(Stored data entries):
┌────────

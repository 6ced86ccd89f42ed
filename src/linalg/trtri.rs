//! `Qtrtri`: triangular matrix inverse.
//!
//! The lower-triangular case is solved column by column via forward
//! substitution (`L * x = e_j` for each standard basis vector `e_j`); the
//! upper-triangular case reuses it by transposing in and out, since
//! `inv(U) = inv(U^T)^T` and `U^T` is lower triangular.

use crate::dynfixed::DynFixed;
use crate::format::DynFormat;
use crate::matrix::Matrix;
use crate::policy::TrtriArgs;
use crate::reduce::qreduce;

/// Inverts lower-triangular `l` (only its lower triangle is read).
#[must_use]
pub fn qtrtri_lower<const N: usize>(
    l: &Matrix<N, N>,
    out_format: DynFormat,
    args: &TrtriArgs,
) -> Matrix<N, N> {
    let mul_bundle = &args.mul;
    let add_bundle = &args.add;
    let one = DynFixed::new(1i32 << out_format.frac_bits, out_format);
    let mut inv = Matrix::<N, N>::zeros(out_format);

    for j in 0..N {
        let diag = one.div(l.at(j, j), mul_bundle).cast_to(out_format);
        inv.set(j, j, diag);

        for i in (j + 1)..N {
            let terms: Vec<_> = (j..i).map(|k| l.at(i, k).mul(inv.at(k, j), mul_bundle)).collect();
            let sum = qreduce(&terms, core::slice::from_ref(add_bundle));
            let neg_sum = sum.neg(add_bundle).cast_to(out_format);
            let xi = neg_sum.div(l.at(i, i), mul_bundle).cast_to(out_format);
            inv.set(i, j, xi);
        }
    }
    inv
}

/// Inverts upper-triangular `u` (only its upper triangle is read).
#[must_use]
pub fn qtrtri_upper<const N: usize>(
    u: &Matrix<N, N>,
    out_format: DynFormat,
    args: &TrtriArgs,
) -> Matrix<N, N> {
    let ut = u.transpose();
    qtrtri_lower(&ut, out_format, args).transpose()
}
//! Complex-number composition over any scalar that supports the primitive
//! arithmetic ops.
//!
//! `Complex<T>`'s additive operators (`+`, `-`, unary `-`) are generic over
//! any `T` with the matching `core::ops` trait, so [`crate::scalar::FixedValue`]
//! (whose operators pick a fixed default bundle) composes directly. Multiply
//! is different: the library's policy vocabulary treats school-book and
//! Karatsuba as two decompositions of the same named operation, each with
//! its own per-intermediate-term policy, so `Complex::mul` dispatches on a
//! [`ComplexMulArgs`] bundle instead of delegating to `Mul`. That needs a
//! scalar whose own multiply/add/sub take a bundle too — [`BundledScalar`] —
//! which [`crate::dynfixed::DynFixed`] implements directly.

use core::ops::{Add, Neg, Sub};

use crate::error::ArithError;
use crate::policy::PolicyBundle;

/// A complex number `re + im*i` over scalar type `T`.
#[derive(Debug, Clone, Copy, PartialEq, Eq)]
pub struct Complex<T> {
    /// Real part.
    pub re: T,
    /// Imaginary part.
    pub im: T,
}

impl<T> Complex<T> {
    /// Builds a complex value from its parts.
    pub const fn new(re: T, im: T) -> Self {
        Self { re, im }
    }
}

impl<T: Copy + Add<Output = T>> Add for Complex<T> {
    type Output = Self;
    fn add(self, rhs: Self) -> Self {
        Self {
            re: self.re + rhs.re,
            im: self.im + rhs.im,
        }
    }
}

impl<T: Copy + Sub<Output = T>> Sub for Complex<T> {
    type Output = Self;
    fn sub(self, rhs: Self) -> Self {
        Self {
            re: self.re - rhs.re,
            im: self.im - rhs.im,
        }
    }
}

impl<T: Copy + Neg<Output = T>> Neg for Complex<T> {
    type Output = Self;
    fn neg(self) -> Self {
        Self {
            re: -self.re,
            im: -self.im,
        }
    }
}

/// A scalar whose primitive arithmetic takes an explicit [`PolicyBundle`]
/// rather than deriving its output format implicitly the way a `core::ops`
/// overload does. [`crate::dynfixed::DynFixed`] is this crate's only such
/// scalar; `Complex::mul`'s decompositions are built against this trait so
/// each intermediate product or sum can be policed independently.
pub trait BundledScalar: Copy {
    /// Multiplies `self` by `rhs` under `bundle`.
    fn mul(self, rhs: Self, bundle: &PolicyBundle) -> Self;
    /// Adds `rhs` to `self` under `bundle`.
    fn add(self, rhs: Self, bundle: &PolicyBundle) -> Self;
    /// Subtracts `rhs` from `self` under `bundle`.
    fn sub(self, rhs: Self, bundle: &PolicyBundle) -> Self;
}

impl BundledScalar for crate::dynfixed::DynFixed {
    fn mul(self, rhs: Self, bundle: &PolicyBundle) -> Self {
        crate::dynfixed::DynFixed::mul(self, rhs, bundle)
    }
    fn add(self, rhs: Self, bundle: &PolicyBundle) -> Self {
        crate::dynfixed::DynFixed::add(self, rhs, bundle)
    }
    fn sub(self, rhs: Self, bundle: &PolicyBundle) -> Self {
        crate::dynfixed::DynFixed::sub(self, rhs, bundle)
    }
}

/// Which decomposition a [`ComplexMulArgs`] selects for [`Complex::mul`].
#[derive(Debug, Clone, Copy, PartialEq, Eq, Default)]
pub enum ComplexMulMode {
    /// Four real multiplies, two adds: `(ac-bd) + (ad+bc)i`.
    #[default]
    Schoolbook,
    /// Three real multiplies, five adds: trades a multiply for extra adders,
    /// favorable when multiplier area dominates adder area.
    Karatsuba,
}

/// Named policy bundle selecting and configuring a [`Complex::mul`]
/// decomposition: one sub-bundle per intermediate product or sum, so a
/// caller tuning the datapath can give, say, the Karatsuba pre-sums more
/// headroom than the final combine without touching the other terms. Only
/// the sub-bundles for the selected `mode` are read.
#[derive(Debug, Clone, Copy, Default)]
pub struct ComplexMulArgs {
    /// Which decomposition to run.
    pub mode: ComplexMulMode,
    /// Schoolbook: `a*c`.
    pub ac: PolicyBundle,
    /// Schoolbook: `b*d`.
    pub bd: PolicyBundle,
    /// Schoolbook: `a*d`.
    pub ad: PolicyBundle,
    /// Schoolbook: `b*c`.
    pub bc: PolicyBundle,
    /// Karatsuba: `a+b`.
    pub apb: PolicyBundle,
    /// Karatsuba: `d-c`.
    pub dmc: PolicyBundle,
    /// Karatsuba: `c+d`.
    pub cpd: PolicyBundle,
    /// Karatsuba: `k1 = c*(a+b)`.
    pub k1: PolicyBundle,
    /// Karatsuba: `k2 = a*(d-c)`.
    pub k2: PolicyBundle,
    /// Karatsuba: `k3 = b*(c+d)`.
    pub k3: PolicyBundle,
    /// Both modes: the final real-part combine (`ac-bd` or `k1-k3`).
    pub re: PolicyBundle,
    /// Both modes: the final imaginary-part combine (`ad+bc` or `k1+k2`).
    pub im: PolicyBundle,
}

impl<T: BundledScalar> Complex<T> {
    /// Complex multiply, decomposed per `args.mode`.
    #[must_use]
    pub fn mul(self, rhs: Self, args: &ComplexMulArgs) -> Self {
        match args.mode {
            ComplexMulMode::Schoolbook => self.mul_schoolbook(rhs, args),
            ComplexMulMode::Karatsuba => self.mul_karatsuba(rhs, args),
        }
    }

    /// School-book complex multiply: four real multiplies, two adds.
    ///
    /// `(a+bi)(c+di) = (ac-bd) + (ad+bc)i`.
    fn mul_schoolbook(self, rhs: Self, args: &ComplexMulArgs) -> Self {
        let ac = self.re.mul(rhs.re, &args.ac);
        let bd = self.im.mul(rhs.im, &args.bd);
        let ad = self.re.mul(rhs.im, &args.ad);
        let bc = self.im.mul(rhs.re, &args.bc);
        Self {
            re: ac.sub(bd, &args.re),
            im: ad.add(bc, &args.im),
        }
    }

    /// Karatsuba's three-multiply complex product, trading one of the four
    /// multiplies for two extra adds.
    ///
    /// `k1 = c*(a+b)`, `k2 = a*(d-c)`, `k3 = b*(c+d)`;
    /// `re = k1 - k3`, `im = k1 + k2`.
    fn mul_karatsuba(self, rhs: Self, args: &ComplexMulArgs) -> Self {
        let apb = self.re.add(self.im, &args.apb);
        let dmc = rhs.im.sub(rhs.re, &args.dmc);
        let cpd = rhs.re.add(rhs.im, &args.cpd);
        let k1 = rhs.re.mul(apb, &args.k1);
        let k2 = self.re.mul(dmc, &args.k2);
        let k3 = self.im.mul(cpd, &args.k3);
        Self {
            re: k1.sub(k3, &args.re),
            im: k1.add(k2, &args.im),
        }
    }

    /// Distributes a real scalar `r` over `self` under one bundle:
    /// `r*(a+bi) = ra + rbi`.
    #[must_use]
    pub fn scale(self, r: T, bundle: &PolicyBundle) -> Self {
        Self {
            re: r.mul(self.re, bundle),
            im: r.mul(self.im, bundle),
        }
    }

    /// Complex division. Declared on this type's surface but not
    /// implemented: fixed-point complex division has no single canonical
    /// hardware decomposition the way multiply/add do, so every call
    /// reports [`ArithError::Unsupported`] rather than guessing one.
    ///
    /// # Errors
    /// Always returns `Err(ArithError::Unsupported(..))`.
    pub fn div(self, _rhs: Self) -> Result<Self, ArithError> {
        Err(ArithError::Unsupported("complex division"))
    }
}
//! `Qgemul` scenarios and its full-precision agreement property.
#![allow(clippy::unwrap_used, clippy::expect_used)]

use proptest::prelude::*;
use qfixed::format::{DynFormat, OvfMode, RndMode};
use qfixed::linalg::qgemul;
use qfixed::matrix::Matrix;
use qfixed::policy::{GemulArgs, PolicyBundle};

fn fmt() -> DynFormat {
    DynFormat::try_new(12, 8, true, RndMode::Tcpl, OvfMode::SatTcpl).unwrap()
}

// 3x3 identity-like product against a scaled matrix.
#[test]
fn gemul_against_scaled_identity() {
    let a = Matrix::<3, 3>::from_reals(
        fmt(),
        [[1.0, 2.0, 3.0], [4.0, 5.0, 6.0], [7.0, 8.0, 9.0]],
    );
    let b = Matrix::<3, 3>::from_reals(
        fmt(),
        [[0.5, 0.0, 0.0], [0.0, 0.5, 0.0], [0.0, 0.0, 0.5]],
    );
    let args = GemulArgs {
        mul: PolicyBundle::new().full_prec(),
        add: PolicyBundle::new().full_prec(),
    };
    let out = qgemul(&a, &b, fmt(), &args);
    let expected = [[0.5, 1.0, 1.5], [2.0, 2.5, 3.0], [3.5, 4.0, 4.5]];
    for r in 0..3 {
        for c in 0..3 {
            assert!((out.at(r, c).to_f64() - expected[r][c]).abs() < 1.0 / 256.0);
        }
    }
}

#[test]
fn gemul_with_identity_is_a_no_op() {
    let a = Matrix::<2, 2>::from_reals(fmt(), [[1.5, -2.0], [3.0, 0.25]]);
    let id = Matrix::<2, 2>::from_reals(fmt(), [[1.0, 0.0], [0.0, 1.0]]);
    let out = qgemul(&a, &id, fmt(), &GemulArgs::default());
    for r in 0..2 {
        for c in 0..2 {
            assert!((out.at(r, c).to_f64() - a.at(r, c).to_f64()).abs() < 1.0 / 256.0);
        }
    }
}

proptest! {
    /// Gemul equals school-book gemm: under FullPrec bundles, a 2x2
    /// Qgemul matches the exact rational product within the scenario's
    /// quantization grid (small integer entries round trip exactly).
    #[test]
    fn gemul_matches_school_book_for_integer_entries(
        a00 in -8_i32..8, a01 in -8_i32..8,
        a10 in -8_i32..8, a11 in -8_i32..8,
        b00 in -8_i32..8, b01 in -8_i32..8,
        b10 in -8_i32..8, b11 in -8_i32..8,
    ) {
        let f = fmt();
        let a = Matrix::<2, 2>::from_reals(
            f,
            [[f64::from(a00), f64::from(a01)], [f64::from(a10), f64::from(a11)]],
        );
        let b = Matrix::<2, 2>::from_reals(
            f,
            [[f64::from(b00), f64::from(b01)], [f64::from(b10), f64::from(b11)]],
        );
        let bundle = PolicyBundle::new().full_prec();
        let args = GemulArgs { mul: bundle, add: bundle };
        let out = qgemul(&a, &b, f, &args);

        let expect = |r: usize, c: usize| -> f64 {
            (0..2).map(|k| a.at(r, k).to_f64() * b.at(k, c).to_f64()).sum()
        };
        for r in 0..2 {
            for c in 0..2 {
                prop_assert!((out.at(r, c).to_f64() - expect(r, c)).abs() < 1e-6);
            }
        }
    }
}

└────────

(What you will do):
Among the lines of the records, copy out each one that contains the word "intermediate".

(Exercise output):
//! its own per-intermediate-term policy, so `Complex::mul` dispatches on a
/// each intermediate product or sum can be policed independently.
/// decomposition: one sub-bundle per intermediate product or sum, so a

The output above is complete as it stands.